Q: The common thread between your two works of non-fiction is environmental peril. Devil's Tango: How I Learned the Fukushima Step By Step presented a picture of our world already deep in nuclear war and nuclear denial. Would you agree that your newest book, Apology to a Whale: Words to Mend a World, is more about causes and less about effects?

A: Indeed the concepts addressed by Apology to a Whale: Words to Mend a World in comparison to the emergent concepts of Devil’s Tango: How I Learned the Fukushima Step by Step written in horror’s white heat following the three-meltdown-catastrophe of Fukushima, are far more remote in terms of tracing, as they do, our cultural discontents back some five thousand years. For me personally, it places our planetary dilemmas: global warming, perpetual warfare, in a much wider perspective than simply the contemporary horrors through which we must live in our times. It allows me perspective. At the same time, I suspect that our emergent problems are even more intractable than we may have assumed because they originate not in such relatively recent matters as the arbitrary partition of Iraq by the British following WW I (for example) but in pre-history.

Even before touring ten states talking about my book, Devils Tango: How I Learned the Fukushima Step by Step and the threats posed by the nuclear industry to all life on Earth, I had formulated a question that much later was to give rise to the publication of Apology to a Whale: Words to Mend a World. That question as I posed it in Devil’s Tango went: “I am trying to understand being born to the urge to destroy, to rip mountains apart, to pour thousand-year poison into the seas, to belch soot into the sky, to kill everything that lives. Where does it start, this impulse? In what mind? What axel drives this wheel?”

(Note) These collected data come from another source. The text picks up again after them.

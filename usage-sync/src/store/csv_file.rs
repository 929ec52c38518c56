use std::path::{Path, PathBuf};

use csv::StringRecord;
use time::{format_description::FormatItem, macros::format_description, Date};

use super::{find_in_dir, remove_file, table_path, StoreError, UsageStore};
use crate::table::{Schema, UsageRow, UsageTable, TIME_BUCKET};

pub(crate) const BUCKET_FORMAT: &[FormatItem<'static>] = format_description!("[year]-[month]-[day]");

const EXTENSION: &str = "csv";

/// One CSV file per device under a directory: `{dir}/{name}.csv`.
///
/// Layout:
/// - header `Time Bucket,<channel>,...`
/// - bucket dates as `YYYY-MM-DD`
/// - missing values as empty cells
pub struct CsvDirStore {
    dir: PathBuf,
}

impl CsvDirStore {
    pub fn new<P: Into<PathBuf>>(dir: P) -> Self {
        Self { dir: dir.into() }
    }

    pub fn path_for(&self, name: &str) -> Result<PathBuf, StoreError> {
        table_path(&self.dir, name, EXTENSION)
    }
}

pub(crate) fn parse_bucket(s: &str) -> Result<Date, String> {
    Date::parse(s.trim(), BUCKET_FORMAT).map_err(|e| format!("invalid bucket '{s}': {e}"))
}

fn parse_optional_f64(s: &str) -> Result<Option<f64>, String> {
    let trimmed = s.trim();
    if trimmed.is_empty() {
        Ok(None)
    } else {
        trimmed
            .parse()
            .map(Some)
            .map_err(|e| format!("invalid value '{trimmed}': {e}"))
    }
}

fn record_to_row(record: &StringRecord, width: usize) -> Result<UsageRow, String> {
    let bucket = parse_bucket(record.get(0).unwrap_or(""))?;
    if record.len() != width + 1 {
        return Err(format!(
            "row {bucket} has {} cells, header has {}",
            record.len(),
            width + 1
        ));
    }
    let values = record
        .iter()
        .skip(1)
        .map(parse_optional_f64)
        .collect::<Result<Vec<_>, _>>()?;
    Ok(UsageRow::new(bucket, values))
}

fn read_table(path: &Path, name: &str) -> Result<UsageTable, StoreError> {
    let corrupt = |reason: String| StoreError::Corrupt {
        name: name.to_string(),
        reason,
    };

    let mut rdr = csv::ReaderBuilder::new().flexible(true).from_path(path)?;
    let headers = match rdr.headers() {
        Ok(headers) => headers.clone(),
        Err(e) if matches!(e.kind(), csv::ErrorKind::Io(_)) => return Err(e.into()),
        Err(e) => return Err(corrupt(e.to_string())),
    };
    if headers.get(0) != Some(TIME_BUCKET) {
        return Err(corrupt(format!(
            "first column is {:?}, expected '{TIME_BUCKET}'",
            headers.get(0)
        )));
    }

    let schema = Schema::new(headers.iter().skip(1));
    if let Some(dup) = schema.first_duplicate() {
        return Err(corrupt(format!("column '{dup}' appears more than once")));
    }
    let width = schema.width();
    let mut table = UsageTable::new(schema);
    for result in rdr.records() {
        let record = result.map_err(|e| corrupt(e.to_string()))?;
        let row = record_to_row(&record, width).map_err(corrupt)?;
        table.push(row).map_err(|e| corrupt(e.to_string()))?;
    }

    Ok(table)
}

fn write_table(path: &Path, table: &UsageTable) -> Result<(), StoreError> {
    let tmp = path.with_extension(format!("{EXTENSION}.tmp"));
    let res = write_records(&tmp, table).and_then(|()| Ok(std::fs::rename(&tmp, path)?));
    if res.is_err() {
        let _ = std::fs::remove_file(&tmp);
    }
    res
}

fn write_records(tmp: &Path, table: &UsageTable) -> Result<(), StoreError> {
    {
        let mut wtr = csv::Writer::from_path(&tmp)?;
        wtr.write_record(table.schema().header())?;
        for row in table.rows() {
            let mut record = Vec::with_capacity(row.values.len() + 1);
            record.push(
                row.bucket
                    .format(BUCKET_FORMAT)
                    .map_err(|e| StoreError::Io(std::io::Error::other(e)))?,
            );
            record.extend(
                row.values
                    .iter()
                    .map(|v| v.map(|x| x.to_string()).unwrap_or_default()),
            );
            wtr.write_record(&record)?;
        }
        wtr.flush()?;
    }
    Ok(())
}

#[async_trait::async_trait]
impl UsageStore for CsvDirStore {
    async fn find(&self, client: &str) -> Result<Option<String>, StoreError> {
        find_in_dir(&self.dir, EXTENSION, client).await
    }

    async fn load(&self, name: &str) -> Result<UsageTable, StoreError> {
        let path = self.path_for(name)?;
        read_table(&path, name)
    }

    async fn save(&self, name: &str, table: &UsageTable) -> Result<(), StoreError> {
        let path = self.path_for(name)?;
        tokio::fs::create_dir_all(&self.dir).await?;
        write_table(&path, table)?;
        tracing::debug!(path = %path.display(), rows = table.len(), "usage table written");
        Ok(())
    }

    async fn remove(&self, name: &str) -> Result<(), StoreError> {
        remove_file(&self.path_for(name)?).await
    }
}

It became the most-asked question by the thousands of people I addressed during those tours. From then on, the question  refused to leave me alone. To this day , it absolutely astounds me that, indeed a wheel—the wheel conjured in how I originally cast my question—along with weaponry—lies at the heart of a conquering civilization—that of the Kurgan Invaders of  Europe in 3500 B.C.—a invasion which brought us the language we speak today. English (one of Europe’s proto-Indo-European-descended languages) is universally spoken; it has become the global coin of exchange by which diplomacy and commerce are conducted the world over. The ultimate cultural articulation of white European civilization’s proto-Indo-European-derived languages is apparent in the technologically dominant civilization that pervades today’s world. The Kurgans were the first to introduce wheeled vehicles to Europe.

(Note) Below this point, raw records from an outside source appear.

use std::fmt;

use time::{Date, Month, OffsetDateTime, Time};

/// Number of windows the one-year backfill is split into.
pub const BACKFILL_WINDOWS: u8 = 4;
const MONTHS_PER_WINDOW: i32 = 3;

/// Half-open fetch interval `[start, end)`.
#[derive(Debug, Clone, Copy, PartialEq, Eq)]
pub struct SyncWindow {
    pub start: OffsetDateTime,
    pub end: OffsetDateTime,
}

impl SyncWindow {
    pub fn new(start: OffsetDateTime, end: OffsetDateTime) -> Self {
        Self { start, end }
    }

    pub fn start_epoch_seconds(&self) -> i64 {
        self.start.unix_timestamp()
    }

    pub fn end_epoch_seconds(&self) -> i64 {
        self.end.unix_timestamp()
    }

    pub fn is_empty(&self) -> bool {
        self.end <= self.start
    }
}

impl fmt::Display for SyncWindow {
    fn fmt(&self, f: &mut fmt::Formatter<'_>) -> fmt::Result {
        write!(f, "[{}, {})", self.start, self.end)
    }
}

/// Shift `ts` by `months` calendar months, clamping the day to the length of
/// the target month (Jan 31 + 1 month = Feb 28/29).
pub fn add_months(ts: OffsetDateTime, months: i32) -> OffsetDateTime {
    let total = ts.year() * 12 + i32::from(u8::from(ts.month())) - 1 + months;
    let year = total.div_euclid(12);
    // `rem_euclid(12) + 1` is always within 1..=12.
    let month = Month::try_from((total.rem_euclid(12) + 1) as u8).unwrap_or(Month::January);
    let day = ts.day().min(month.length(year));

    match Date::from_calendar_date(year, month, day) {
        Ok(date) => ts.replace_date(date),
        Err(_) => ts,
    }
}

/// Windows covering the trailing year ending at `now`.
///
/// Boundaries are computed from the year-ago instant rather than chained, and
/// the final window ends at `now` exactly.
pub fn backfill_windows(now: OffsetDateTime) -> Vec<SyncWindow> {
    let start = add_months(now, -12);
    let count = i32::from(BACKFILL_WINDOWS);

    (0..count)
        .map(|i| {
            let window_start = add_months(start, MONTHS_PER_WINDOW * i);
            let window_end = if i + 1 < count {
                add_months(start, MONTHS_PER_WINDOW * (i + 1))
            } else {
                now
            };
            SyncWindow::new(window_start, window_end)
        })
        .collect()
}

/// Window re-fetching from the start of `last_bucket` (UTC) up to `now`.
pub fn delta_window(last_bucket: Date, now: OffsetDateTime) -> SyncWindow {
    let start = last_bucket.with_time(Time::MIDNIGHT).assume_utc();
    SyncWindow::new(start, now)
}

The implication for my assertion is simply this: the Kurgan invasion of Europe, paralleling as it does the much later European invasion of the American continents, has now reached global proportions. Its sweep has extended to the outermost reaches of our planet. But to begin with, in roughly 3,500 B.C., it was a marauding sweep spilling out of the steppe of the area that is now Russia, by a tribe of horsemen who first introduced warfare, weaponry, conquest of territory, patriarchy, hierarchy, a male sky god replacing the goddess of Earth previously venerated by almost all the world’s indigenous people, and most critically, the original language from which all but four European languages are descended:
proto-Indo-European.

Why is that understanding critical to understanding where to place ourselves on the continuum of the world civilizational map? Because language is the most lethal weapon of all to be introduced by the original proto-Indo-European invaders. Unlike swords, spears, halberds, and shields, language replicates itself analogously to living cells by passage from parent to child and down the long march of generations to the present day, embedding beneath its words and grammar deep cultural concepts acting like DNA, passing from one generation to the next. That DNA is something we refer to as values.

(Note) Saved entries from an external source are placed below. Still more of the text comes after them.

pub mod partner;

pub use partner::PartnerUsageFetcher;

use partner_client::ApiError;

use crate::{table::UsageTable, window::SyncWindow};

#[derive(thiserror::Error, Debug)]
pub enum FetchError {
    #[error("partner api error: {0}")]
    Api(#[from] ApiError),
    #[error("malformed usage response: {0}")]
    Malformed(String),
}

/// Result of one fetch: the device the client resolved to, if any, and its
/// usage over the window. An empty table means no data, not failure.
#[derive(Debug, Clone, Default, PartialEq)]
pub struct FetchedUsage {
    pub device_name: Option<String>,
    pub table: UsageTable,
}

impl FetchedUsage {
    pub fn empty() -> Self {
        Self::default()
    }
}

/// Source of daily usage for a client over a time window.
#[async_trait::async_trait]
pub trait UsageFetcher: Send + Sync {
    async fn fetch_usage(&self, client: &str, window: SyncWindow)
        -> Result<FetchedUsage, FetchError>;
}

Q: You posit that Proto-Indo-European languages with their structures of control and power may be part of the problem with living sustainably on Earth. Can you give some examples of the connection between language and how humans live on their planet?

I propose a wider study of language. My January blog post takes a look at 11 small Japanese words,* none with an English equivalent, yet each evoking ways of Being in the World in more contemplative and peaceful ways.

Q: Patriarchy and militarism are addressed in separate sections of Whale but you seem to feel that they are closely related as root causes of the despoiling of Earth. Also as barriers to indigenous peoples being able to bring their wisdom to stewardship of our shared environments. How do you see these things connecting?

It seems to me the links between patriarchy and militarism are fairly obvious on the most superficial level: in white European tradition warfare has been the glorified purview of male warriors as the ultimate articulation of machismo. And winning warfare depends on rigid hierarchical discipline. A culture enshrining militaristic values discourages and precludes contemplation let alone espousal of the gentler values exemplified by indigenous recognition that all beings  are sons and daughters of our planet and not occupiers of it. The implication of being part of one’s landscape rather than owning, and presuming to control it, is that appropriate husbandry of the Earth is a way of living, not the more distancing view that Nature exists for Man’s control. But the links between  militarism, and gender equality are infinitely more elusive.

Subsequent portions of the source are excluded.